Recently, the EPA has taken a small step forward in stopping Mountain Top Removal by revoking a mining permit in West Virginia on January 14th, 2011. See the official press release.  The mining company is furious, arguing that this will "block an additional $250 million investment that would create 250 jobs" and that the obama EPA is taking a step backward in this time of recession. It seems that the company is trying to use the recession to justify their irreversible damage to the environment and, possibly, damage to more homes and people by poisoning the water.

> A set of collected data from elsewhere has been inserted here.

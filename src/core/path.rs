//! Draw instructions produced by interpolation.
//!
//! A path is an ordered list of commands over canvas-space offsets. Hosts
//! replay it onto whatever canvas API they render with.

use serde::{Deserialize, Serialize};

use crate::core::Offset;

/// A single drawing instruction.
#[derive(Debug, Clone, Copy, PartialEq, Serialize, Deserialize)]
pub enum PathCommand {
    /// Start a new sub-path without drawing.
    MoveTo(Offset),
    /// Straight line from the current position.
    LineTo(Offset),
    /// Cubic Bezier from the current position.
    CubicTo {
        control1: Offset,
        control2: Offset,
        to: Offset,
    },
}

impl PathCommand {
    /// Position the command leaves the pen at.
    #[must_use]
    pub fn end_point(self) -> Offset {
        match self {
            Self::MoveTo(to) | Self::LineTo(to) | Self::CubicTo { to, .. } => to,
        }
    }
}

/// One drawn piece of a path with its starting position resolved.
#[derive(Debug, Clone, Copy, PartialEq)]
pub enum PathSegment {
    Line {
        from: Offset,
        to: Offset,
    },
    Cubic {
        from: Offset,
        control1: Offset,
        control2: Offset,
        to: Offset,
    },
}

impl PathSegment {
    #[must_use]
    pub fn from(self) -> Offset {
        match self {
            Self::Line { from, .. } | Self::Cubic { from, .. } => from,
        }
    }

    #[must_use]
    pub fn to(self) -> Offset {
        match self {
            Self::Line { to, .. } | Self::Cubic { to, .. } => to,
        }
    }

    /// Evaluates the segment at parameter `t` in `[0, 1]`.
    #[must_use]
    pub fn point_at(self, t: f64) -> Offset {
        match self {
            Self::Line { from, to } => Offset::new(
                from.x + (to.x - from.x) * t,
                from.y + (to.y - from.y) * t,
            ),
            Self::Cubic {
                from,
                control1,
                control2,
                to,
            } => {
                let u = 1.0 - t;
                let b0 = u * u * u;
                let b1 = 3.0 * u * u * t;
                let b2 = 3.0 * u * t * t;
                let b3 = t * t * t;
                Offset::new(
                    b0 * from.x + b1 * control1.x + b2 * control2.x + b3 * to.x,
                    b0 * from.y + b1 * control1.y + b2 * control2.y + b3 * to.y,
                )
            }
        }
    }
}

#[derive(Debug, Clone, PartialEq, Default, Serialize, Deserialize)]
pub struct Path {
    commands: Vec<PathCommand>,
}

impl Path {
    #[must_use]
    pub fn new() -> Self {
        Self::default()
    }

    #[must_use]
    pub fn with_capacity(capacity: usize) -> Self {
        Self {
            commands: Vec::with_capacity(capacity),
        }
    }

    #[must_use]
    pub fn from_commands(commands: Vec<PathCommand>) -> Self {
        Self { commands }
    }

    pub fn move_to(&mut self, to: Offset) {
        self.commands.push(PathCommand::MoveTo(to));
    }

    pub fn line_to(&mut self, to: Offset) {
        self.commands.push(PathCommand::LineTo(to));
    }

    pub fn cubic_to(&mut self, control1: Offset, control2: Offset, to: Offset) {
        self.commands.push(PathCommand::CubicTo {
            control1,
            control2,
            to,
        });
    }

    #[must_use]
    pub fn commands(&self) -> &[PathCommand] {
        &self.commands
    }

    #[must_use]
    pub fn len(&self) -> usize {
        self.commands.len()
    }

    #[must_use]
    pub fn is_empty(&self) -> bool {
        self.commands.is_empty()
    }

    /// Target of the first `MoveTo`.
    #[must_use]
    pub fn start(&self) -> Option<Offset> {
        self.commands.iter().find_map(|command| match command {
            PathCommand::MoveTo(to) => Some(*to),
            _ => None,
        })
    }

    /// Last drawn coordinate.
    #[must_use]
    pub fn end(&self) -> Option<Offset> {
        self.commands.last().map(|command| command.end_point())
    }

    /// Drawn pieces with their start positions resolved.
    #[must_use]
    pub fn segments(&self) -> Vec<PathSegment> {
        let mut segments = Vec::with_capacity(self.commands.len().saturating_sub(1));
        let mut current: Option<Offset> = None;
        for command in &self.commands {
            match *command {
                PathCommand::MoveTo(to) => current = Some(to),
                PathCommand::LineTo(to) => {
                    if let Some(from) = current {
                        segments.push(PathSegment::Line { from, to });
                    }
                    current = Some(to);
                }
                PathCommand::CubicTo {
                    control1,
                    control2,
                    to,
                } => {
                    if let Some(from) = current {
                        segments.push(PathSegment::Cubic {
                            from,
                            control1,
                            control2,
                            to,
                        });
                    }
                    current = Some(to);
                }
            }
        }
        segments
    }

    /// Flattens the path into a polyline with `steps_per_segment` samples
    /// per drawn segment (minimum 1).
    #[must_use]
    pub fn sample(&self, steps_per_segment: usize) -> Vec<Offset> {
        let steps = steps_per_segment.max(1);
        let segments = self.segments();
        let Some(first) = segments.first() else {
            return self.start().into_iter().collect();
        };

        let mut out = Vec::with_capacity(segments.len() * steps + 1);
        out.push(first.from());
        for segment in segments {
            for step in 1..=steps {
                out.push(segment.point_at(step as f64 / steps as f64));
            }
        }
        out
    }

    /// Conservative bounding box over every command, including control
    /// points. Returns `(min, max)` corners.
    #[must_use]
    pub fn bounds(&self) -> Option<(Offset, Offset)> {
        let mut min = Offset::new(f64::INFINITY, f64::INFINITY);
        let mut max = Offset::new(f64::NEG_INFINITY, f64::NEG_INFINITY);
        let mut include = |p: Offset| {
            min.x = min.x.min(p.x);
            min.y = min.y.min(p.y);
            max.x = max.x.max(p.x);
            max.y = max.y.max(p.y);
        };

        for command in &self.commands {
            match *command {
                PathCommand::MoveTo(to) | PathCommand::LineTo(to) => include(to),
                PathCommand::CubicTo {
                    control1,
                    control2,
                    to,
                } => {
                    include(control1);
                    include(control2);
                    include(to);
                }
            }
        }

        (!self.commands.is_empty()).then_some((min, max))
    }
}

#[cfg(test)]
mod tests {
    use super::*;

    #[test]
    fn cubic_endpoints_match() {
        let segment = PathSegment::Cubic {
            from: Offset::new(0.0, 0.0),
            control1: Offset::new(1.0, 3.0),
            control2: Offset::new(2.0, -3.0),
            to: Offset::new(3.0, 1.0),
        };
        assert_eq!(segment.point_at(0.0), Offset::new(0.0, 0.0));
        assert_eq!(segment.point_at(1.0), Offset::new(3.0, 1.0));
    }

    #[test]
    fn sample_of_lone_move_is_its_point() {
        let mut path = Path::new();
        path.move_to(Offset::new(4.0, 2.0));
        assert_eq!(path.sample(8), vec![Offset::new(4.0, 2.0)]);
        assert!(path.segments().is_empty());
    }

    #[test]
    fn bounds_include_control_points() {
        let mut path = Path::new();
        path.move_to(Offset::new(0.0, 0.0));
        path.cubic_to(Offset::new(5.0, -2.0), Offset::new(1.0, 9.0), Offset::new(2.0, 2.0));
        let (min, max) = path.bounds().expect("bounds");
        assert_eq!(min, Offset::new(0.0, -2.0));
        assert_eq!(max, Offset::new(5.0, 9.0));
    }
}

But despite this step from the EPA, this is not a full scale stopping to the mining:

"The EPA is reviewing applications for about 80 other mining operations and has allowed some mountaintop projects to go forward. The agency also noted in a statement that it worked with a different mining company to reduce by half the impacts its operations would have on nearby streams.In January, 2010, Patriot Coal Corp. received a permit for an expansion of a mine in West Virginia. The EPA had held up that permit for evaluation on whether surface mining operations pollute local water.

The EPA, in its announcement of the Arch decision, also expressed support for coal. "Coal and coal mining are part of our nation's energy future and EPA has worked with companies to design mining operations that adequately protect our nation's waters," EPA Assistant Administrator for Water Peter S. Silva said in a written statement"


Thus, we arrive at a problem: surface mining creates jobs and coal is considered crucial to our nation's energy. As much as the environmentalists want all mountain top removal to stop, it seems that it is a bit more complicated than that. This brings me to a questioning of my own task: how could a "fatal strategy" solve this issue?

I am a bit confused on exactly what I am trying to do here. Are we trying to theoretically justify stopping something so that the accident doesn't occur? Or are we looking for a different solution? To end up at the end of this project with basically the strategy that we need to stop mountain top removal because it is destroying our mountains and harming people seems equivalent to the banal activism that doesn't seem to be getting the nation's attention. We all know that the company needs to consider profit and jobs and so my protesting that these values are not what we should focus on doesn't seem like it would help all that much.

Still, I suppose that I need to have faith that there can be something done about these accidents that occur because of surface mining. I think I still need to learn more about surface mining and the complications (not juts from activist groups, but from the news and perhaps even the company's perspective), but then its hard to sort through all this information while also thinking fatally.